Among the entries below, one stretch runs from the line that contains "recognised and dropped." through the line that contains "pub trait Scheduler". Repeat that stretch exactly, ends included, and only that.

■ **Stored items**:
────────────────────

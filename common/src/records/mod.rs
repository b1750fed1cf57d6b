mod record_book;
mod score_record;
mod settings;

use std::path::PathBuf;

use crate::config::{ConfigManager, FileContentConfigProvider, YamlConfigSerializer};

pub use record_book::RecordBook;
pub use score_record::ScoreRecord;
pub use settings::GameSettings;

pub type SettingsManager = ConfigManager<FileContentConfigProvider, GameSettings, YamlConfigSerializer>;
pub type RecordBookManager = ConfigManager<FileContentConfigProvider, RecordBook, YamlConfigSerializer>;

pub fn settings_manager(file_path: impl Into<PathBuf>) -> SettingsManager {
    ConfigManager::from_yaml_file(file_path)
}

pub fn record_book_manager(file_path: impl Into<PathBuf>) -> RecordBookManager {
    ConfigManager::from_yaml_file(file_path)
}
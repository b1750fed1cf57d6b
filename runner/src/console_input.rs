use common::games::snake::BoundaryMode;
use common::input::KeyCommand;

/// One line typed into the runner's terminal.
#[derive(Clone, Copy, Debug, PartialEq, Eq)]
pub enum ConsoleCommand {
    Key(KeyCommand),
    Speed(u8),
    Boundary(BoundaryMode),
    Music(bool),
    Quit,
}

impl ConsoleCommand {
    pub fn parse(line: &str) -> Option<Self> {
        let line = line.trim();
        let mut words = line.split_whitespace();
        let first = words.next()?;

        let command = match first {
            "q" | "quit" | "exit" => ConsoleCommand::Quit,
            "pause" => ConsoleCommand::Key(KeyCommand::TogglePause),
            "wrap" => ConsoleCommand::Boundary(BoundaryMode::Wrap),
            "walls" => ConsoleCommand::Boundary(BoundaryMode::Lethal),
            "speed" => {
                let percentage: u8 = words.next()?.parse().ok()?;
                ConsoleCommand::Speed(percentage.min(100))
            }
            "music" => match words.next()? {
                "on" => ConsoleCommand::Music(true),
                "off" => ConsoleCommand::Music(false),
                _ => return None,
            },
            key => ConsoleCommand::Key(KeyCommand::from_key(key)?),
        };
        Some(command)
    }
}

#[cfg(test)]
mod tests {
    use super::*;
    use common::games::snake::Direction;

    #[test]
    fn test_parse_commands() {
        assert_eq!(ConsoleCommand::parse(" w "), Some(ConsoleCommand::Key(KeyCommand::Turn(Direction::Up))));
        assert_eq!(ConsoleCommand::parse("pause"), Some(ConsoleCommand::Key(KeyCommand::TogglePause)));
        assert_eq!(ConsoleCommand::parse("speed 80"), Some(ConsoleCommand::Speed(80)));
        assert_eq!(ConsoleCommand::parse("speed 200"), Some(ConsoleCommand::Speed(100)));
        assert_eq!(ConsoleCommand::parse("wrap"), Some(ConsoleCommand::Boundary(BoundaryMode::Wrap)));
        assert_eq!(ConsoleCommand::parse("music off"), Some(ConsoleCommand::Music(false)));
        assert_eq!(ConsoleCommand::parse("quit"), Some(ConsoleCommand::Quit));
    }

    #[test]
    fn test_parse_rejects_garbage() {
        assert_eq!(ConsoleCommand::parse(""), None);
        assert_eq!(ConsoleCommand::parse("speed fast"), None);
        assert_eq!(ConsoleCommand::parse("jump"), None);
        assert_eq!(ConsoleCommand::parse("music loud"), None);
    }
}
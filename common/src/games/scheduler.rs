use std::collections::{BTreeMap, HashMap};
use std::time::Duration;

use tokio::sync::mpsc;
use tokio::task::JoinHandle;
use tokio::time::{Instant, MissedTickBehavior, interval_at};

/// Identifies one repeating timer. Handles are never reused, so a delivery that
/// arrives after its timer was cancelled can be recognised and dropped.
#[derive(Clone, Copy, Debug, PartialEq, Eq, Hash, PartialOrd, Ord)]
pub struct TimerHandle(u64);

impl TimerHandle {
    pub fn id(&self) -> u64 {
        self.0
    }
}

/// Capability to fire something periodically. The driver only asks for timers;
/// who calls it back on each period is up to the host.
pub trait Scheduler {
    fn schedule_repeating(&mut self, interval: Duration) -> TimerHandle;

    fn cancel(&mut self, handle: TimerHandle);
}

/// Deterministic scheduler: nothing fires on its own. Tests look up the active
/// handle and hand it to the driver to step one tick at a time.
#[derive(Debug, Default)]
pub struct ManualScheduler {
    next_id: u64,
    active: BTreeMap<TimerHandle, Duration>,
    cancelled: usize,
}

impl ManualScheduler {
    pub fn new() -> Self {
        Self::default()
    }

    /// Most recently scheduled timer that is still active.
    pub fn active_handle(&self) -> Option<TimerHandle> {
        self.active.keys().next_back().copied()
    }

    pub fn active_count(&self) -> usize {
        self.active.len()
    }

    pub fn interval_of(&self, handle: TimerHandle) -> Option<Duration> {
        self.active.get(&handle).copied()
    }

    pub fn cancelled_count(&self) -> usize {
        self.cancelled
    }
}

impl Scheduler for ManualScheduler {
    fn schedule_repeating(&mut self, interval: Duration) -> TimerHandle {
        self.next_id += 1;
        let handle = TimerHandle(self.next_id);
        self.active.insert(handle, interval);
        handle
    }

    fn cancel(&mut self, handle: TimerHandle) {
        if self.active.remove(&handle).is_some() {
            self.cancelled += 1;
        }
    }
}

/// Scheduler backed by tokio timers. Every period the timer's handle is pushed
/// into a single-slot channel; if the host has not consumed the previous delivery
/// yet, the new one is dropped, so a stalled host never gets a burst of ticks.
pub struct TokioScheduler {
    next_id: u64,
    tasks: HashMap<TimerHandle, JoinHandle<()>>,
    sender: mpsc::Sender<TimerHandle>,
}

impl TokioScheduler {
    pub fn create() -> (Self, mpsc::Receiver<TimerHandle>) {
        let (sender, receiver) = mpsc::channel(1);
        let scheduler = Self {
            next_id: 0,
            tasks: HashMap::new(),
            sender,
        };
        (scheduler, receiver)
    }

    pub fn active_count(&self) -> usize {
        self.tasks.len()
    }
}

impl Scheduler for TokioScheduler {
    /// Must be called from inside a tokio runtime.
    fn schedule_repeating(&mut self, interval: Duration) -> TimerHandle {
        self.next_id += 1;
        let handle = TimerHandle(self.next_id);
        let sender = self.sender.clone();

        let task = tokio::spawn(async move {
            let mut timer = interval_at(Instant::now() + interval, interval);
            timer.set_missed_tick_behavior(MissedTickBehavior::Skip);
            loop {
                timer.tick().await;
                match sender.try_send(handle) {
                    Ok(()) | Err(mpsc::error::TrySendError::Full(_)) => {}
                    Err(mpsc::error::TrySendError::Closed(_)) => break,
                }
            }
        });

        self.tasks.insert(handle, task);
        handle
    }

    fn cancel(&mut self, handle: TimerHandle) {
        if let Some(task) = self.tasks.remove(&handle) {
            task.abort();
        }
    }
}

impl Drop for TokioScheduler {
    fn drop(&mut self) {
        for (_, task) in self.tasks.drain() {
            task.abort();
        }
    }
}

────────────────────

■ **Exercise response**:
/// arrives after its timer was cancelled can be recognised and dropped.
#[derive(Clone, Copy, Debug, PartialEq, Eq, Hash, PartialOrd, Ord)]
pub struct TimerHandle(u64);

impl TimerHandle {
    pub fn id(&self) -> u64 {
        self.0
    }
}

/// Capability to fire something periodically. The driver only asks for timers;
/// who calls it back on each period is up to the host.
pub trait Scheduler {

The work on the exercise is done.